Dal canto loro i palestinesi in Cisgiordania non riceveranno alcuna offerta di cittadinanza o residenza permanente. Netanyahu durante un’intervista al giornale progoverno Ysrael Hayom ha detto che i palestinesi vivranno in comunità isolate gestite dall’Autorità Palestinese, circondati da un territorio considerato israeliano. Riguardo la Valle del Giordano, la città di Gerico rimane sotto la gestione dei palestinesi e altri villaggi sotto la sicurezza israeliana.

Gli israeliani?

L’annessione è stato uno dei pilastri della campagna elettorale di Netanyahu nello scorso marzo. Gli ha permesso di ottenere la maggior parte dei seggi in parlamento, ma quando ha perso la maggioranza, si è aperto a un accordo con il rivale Gantz. Ma anche tra gli israeliani che sostengono l’annessione ci sono significative differenze. L’idea di uno Stato palestinese per i leader dei coloni e gli ultranazionalisti è tabù: per loro Eretz Israel, il Grande Israele va dal Mediterraneo alle rive del Giordano. Più si riduce la terra che Netanyahu vuole annettersi, più perderà voti e consensi.

Secondo vari sondaggi, il 40 per cento degli israeliani è contro l’annessione, ma molti sostengono gli Stati Uniti, quindi non sanno bene come schierarsi.

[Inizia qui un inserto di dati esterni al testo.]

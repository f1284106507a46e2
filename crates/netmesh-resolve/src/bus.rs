//! Message bus seam towards the cluster.
//!
//! The wire client lives outside this crate; everything here talks to a
//! [`MessageBus`]. [`LocalBus`] is the in-process implementation used by the
//! standalone daemon. Tests use its recording variant.

use std::collections::HashMap;
use std::future::Future;
use std::pin::Pin;
use std::sync::{Arc, PoisonError, RwLock};

use async_trait::async_trait;
use tracing::{debug, trace};

use crate::error::BusResult;

/// Callback invoked with `(topic, payload)` for every delivered message.
pub type MessageHandler = Arc<dyn Fn(String, Vec<u8>) -> BoxFuture + Send + Sync>;

pub type BoxFuture = Pin<Box<dyn Future<Output = ()> + Send>>;

#[async_trait]
pub trait MessageBus: Send + Sync {
    async fn publish(&self, topic: &str, payload: Vec<u8>) -> BusResult<()>;

    /// Deliver messages on `topic` to `handler`, replacing any earlier one.
    async fn subscribe(&self, topic: &str, handler: MessageHandler) -> BusResult<()>;

    async fn unsubscribe(&self, topic: &str) -> BusResult<()>;
}

/// Topic names, all scoped below the node's own prefix except job updates.
pub mod topics {
    pub fn table_query_request(node_id: &str) -> String {
        format!("nodes/{node_id}/net/tablequery/request")
    }

    pub fn table_query_result(node_id: &str) -> String {
        format!("nodes/{node_id}/net/tablequery/result")
    }

    pub fn interest_remove(node_id: &str) -> String {
        format!("nodes/{node_id}/net/interest/remove")
    }

    pub fn job_updates(job_name: &str) -> String {
        format!("jobs/{job_name}/updates_available")
    }
}

#[derive(Default)]
struct LocalBusInner {
    handlers: RwLock<HashMap<String, MessageHandler>>,
    /// `None` unless built with [`LocalBus::recording`].
    published: Option<RwLock<Vec<(String, Vec<u8>)>>>,
}

/// In-process bus with exact topic matching.
///
/// Handlers run on their own tasks, so a handler may publish again without
/// deadlocking.
#[derive(Clone, Default)]
pub struct LocalBus {
    inner: Arc<LocalBusInner>,
}

impl LocalBus {
    pub fn new() -> Self {
        Self::default()
    }

    /// A bus that also keeps every published message for inspection.
    pub fn recording() -> Self {
        Self {
            inner: Arc::new(LocalBusInner {
                handlers: RwLock::default(),
                published: Some(RwLock::default()),
            }),
        }
    }

    /// Every message published so far, in order. Always empty unless the
    /// bus is recording.
    pub fn published(&self) -> Vec<(String, Vec<u8>)> {
        match &self.inner.published {
            Some(published) => published
                .read()
                .unwrap_or_else(PoisonError::into_inner)
                .clone(),
            None => Vec::new(),
        }
    }

    /// Messages published on `topic`.
    pub fn published_on(&self, topic: &str) -> Vec<Vec<u8>> {
        self.published()
            .into_iter()
            .filter(|(t, _)| t == topic)
            .map(|(_, payload)| payload)
            .collect()
    }

    pub fn is_subscribed(&self, topic: &str) -> bool {
        self.inner
            .handlers
            .read()
            .unwrap_or_else(PoisonError::into_inner)
            .contains_key(topic)
    }
}

#[async_trait]
impl MessageBus for LocalBus {
    async fn publish(&self, topic: &str, payload: Vec<u8>) -> BusResult<()> {
        trace!(topic, bytes = payload.len(), "publish");
        if let Some(published) = &self.inner.published {
            published
                .write()
                .unwrap_or_else(PoisonError::into_inner)
                .push((topic.to_string(), payload.clone()));
        }

        let handler = self
            .inner
            .handlers
            .read()
            .unwrap_or_else(PoisonError::into_inner)
            .get(topic)
            .cloned();
        if let Some(handler) = handler {
            tokio::spawn(handler(topic.to_string(), payload));
        }
        Ok(())
    }

    async fn subscribe(&self, topic: &str, handler: MessageHandler) -> BusResult<()> {
        debug!(topic, "subscribed");
        self.inner
            .handlers
            .write()
            .unwrap_or_else(PoisonError::into_inner)
            .insert(topic.to_string(), handler);
        Ok(())
    }

    async fn unsubscribe(&self, topic: &str) -> BusResult<()> {
        debug!(topic, "unsubscribed");
        self.inner
            .handlers
            .write()
            .unwrap_or_else(PoisonError::into_inner)
            .remove(topic);
        Ok(())
    }
}

#[cfg(test)]
mod tests {
    use super::*;
    use tokio::sync::mpsc;

    #[tokio::test]
    async fn delivers_to_exact_topic() {
        let bus = LocalBus::recording();
        let (tx, mut rx) = mpsc::unbounded_channel();
        let handler: MessageHandler = Arc::new(move |topic, payload| {
            let tx = tx.clone();
            Box::pin(async move {
                let _ = tx.send((topic, payload));
            })
        });
        bus.subscribe("jobs/a/updates_available", handler).await.unwrap();

        bus.publish("jobs/b/updates_available", b"ignored".to_vec()).await.unwrap();
        bus.publish("jobs/a/updates_available", b"hit".to_vec()).await.unwrap();

        let (topic, payload) = rx.recv().await.unwrap();
        assert_eq!(topic, "jobs/a/updates_available");
        assert_eq!(payload, b"hit");
        assert_eq!(bus.published().len(), 2);
        assert_eq!(bus.published_on("jobs/b/updates_available").len(), 1);

        bus.unsubscribe("jobs/a/updates_available").await.unwrap();
        assert!(!bus.is_subscribed("jobs/a/updates_available"));
    }

    #[tokio::test]
    async fn plain_bus_keeps_no_history() {
        let bus = LocalBus::new();
        for i in 0..1000u32 {
            bus.publish("nodes/n1/net/tablequery/request", i.to_be_bytes().to_vec())
                .await
                .unwrap();
        }
        assert!(bus.published().is_empty());
        assert!(bus.published_on("nodes/n1/net/tablequery/request").is_empty());
    }

    #[test]
    fn topic_names() {
        assert_eq!(topics::table_query_request("n1"), "nodes/n1/net/tablequery/request");
        assert_eq!(topics::table_query_result("n1"), "nodes/n1/net/tablequery/result");
        assert_eq!(topics::interest_remove("n1"), "nodes/n1/net/interest/remove");
        assert_eq!(topics::job_updates("a.b.c.d"), "jobs/a.b.c.d/updates_available");
    }
}
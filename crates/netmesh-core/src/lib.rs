//! netmesh-core — shared types for the netmesh overlay agent.
//!
//! Holds the routing record carried through every other crate
//! ([`TableEntry`]) and the node configuration ([`NetConfig`]).

pub mod config;
pub mod types;

pub use config::{NetConfig, NodeConfig, ResolutionConfig, TunnelConfig};
pub use types::*;
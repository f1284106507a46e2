//! netmesh-resolve — keeps the local translation table in sync with the
//! cluster.
//!
//! When the tunnel meets a service IP it has no route for, the
//! [`Environment`] asks the cluster authority over the [`MessageBus`]
//! through the [`ResolutionCache`], inserts the answer and registers a
//! standing interest so pushed updates keep the rows fresh. Interests expire
//! when the [`EventBus`] reports no table activity for the job within the
//! idle timeout.

pub mod bus;
pub mod environment;
pub mod error;
pub mod events;
pub mod interests;
pub mod messages;
pub mod query;

pub use bus::{topics, LocalBus, MessageBus, MessageHandler};
pub use environment::Environment;
pub use error::{BusError, BusResult, EventError, ResolveError, ResolveResult};
pub use events::{Event, EventBus, EventKind};
pub use interests::{InterestRegistry, JobActions};
pub use messages::{InterestRemoveRequest, ServiceInstance, Sip, TableQueryRequest, TableQueryResponse};
pub use query::ResolutionCache;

I palestinesi invece hanno reagito furiosamente all’idea di annessione. Il presidente dell’Autorità Palestinese Mahmoud Abbas ha detto a maggio che avrebbe cancellato ogni accordo e intesa con gli Stati Uniti e Israele: sebbene un coordinamento della sicurezza sia stato di fatto mantenuto, altre cose sono state tagliate, con risultati catastrofici.
I trasferimenti medici, per esempio, dalla Striscia di Gaza verso Israele dove si curano malattie come il cancro, sono congelati e due neonati malati sono morti questo mese perché non hanno ricevuto le cure di cui avevano bisogno.

L’Autorità Palestinese ha minacciato di fare a pezzi gli accordi di Oslo e dichiarare lo Stato di Palestina, qualora sia fatta l’annessione. A Gaza, Hamas ha detto che l’annessione mostra quanto fallimentari siano stati gli accordi di Oslo, siglati nel 1994 dai rivali di Al Fatah. Mentre i capi militari israeliani sono preoccupati che possa scoppiare un’altra guerra a Gaza, ma si lamentano del fatto che il governo non li tenga aggiornati su nulla.